Out walking as a family, we got onto the topic of how fast-growing our kids now are. Flanking their mum, side by side, the youngest is now the exact same height as her, and the eldest is shooting past.

Walking ahead, my daughter turned to me. “I bet I’m going to be taller than you too,” she said.

“Well, of course,” I replied, “all kids are taller than their parents nowadays. That’s because kids are always better nourished than the generation before.”

Saying that, it seemed I’d touched on something she’s been thinking about. She decided now was the time to raise it. “That photo of you in Tanzania when you were a teenager: your cheekbones were sticking out of your face. You were sooo thin. Like a skeleton. You wore such baggy clothes. That wasn’t normal, right?”

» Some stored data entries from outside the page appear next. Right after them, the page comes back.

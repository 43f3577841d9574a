//! Import specifier resolution.
//!
//! # Architecture
//!
//! Resolution is a mechanism that classifies a specifier and its importer
//! into one of three namespaces:
//!
//! - [`Namespace::Remote`]: an `http(s)` URL, normalized against the importer
//! - [`Namespace::External`]: a platform built-in, passed through untouched
//! - [`Namespace::Local`]: a file found on disk
//!
//! How local files are found is policy, expressed through the
//! [`LocalLookup`] trait. [`PairLookup`] chains a primary strategy with a
//! fallback, and the default pairs [`RelativeLookup`] with [`ModulesLookup`].
//!
//! # Example
//!
//! ```
//! use remora_resolve::{Location, Resolver};
//! use url::Url;
//!
//! let resolver = Resolver::new(std::env::temp_dir());
//! let importer = Location::Remote(Url::parse("https://x.test/a/index.js").unwrap());
//!
//! let resolved = resolver.resolve("./b.js", Some(&importer)).unwrap();
//! assert_eq!(resolved.to_string(), "https://x.test/a/b.js");
//!
//! let fs = resolver.resolve("node:fs", None).unwrap();
//! assert!(matches!(fs, Location::External(_)));
//! ```

pub use builtin::is_builtin;
pub use error::{ResolveError, Result};
pub use location::{Location, Namespace};
pub use lookup::{DEFAULT_EXTENSIONS, DefaultLookup, LocalLookup, ModulesLookup, PairLookup, RelativeLookup};
pub use resolver::Resolver;

mod builtin;
mod error;
mod location;
mod lookup;
mod resolver;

Her question made me smile. “You’re right,” I told her.

“What was wrong with you?” she asked me.

“We’ll talk about that in a few years’ time,” I said, which seemed to satisfy her. She’s not stupid, this girl.

But it got me thinking. How come my fourteen year-old daughter could immediately see that something wasn’t right in those old photos of me, taken when I had just turned nineteen, but those around me at the time saw nothing at all?

Or perhaps they did, but they just never bothered talking to me about it. Those days were so horrendous for me. Just as she noted, I was a skeleton, so unbelievably thin. At the time, I thought I had an eating disorder — and I may well have done — but it was more fundamental than that.

Fortunately, two decades of good, home-cooked Turkish tucker has helped fatten me up, combined with an injection every three months, giving me greater strength and bulk. I feel content now that my kids call me fatso: anything to escape what I was.

In years to come, once she has grown up a bit, I may decide to tell our daughter what was wrong with me back then. Certainly, she will know more about it than my wider family ever did. Those were humiliating times. I hated the way I was.

If only somebody had thought to ask probing questions when it afflicted me so badly. If only someone had taken a good hard look at me then and asked, “That’s not normal, right?”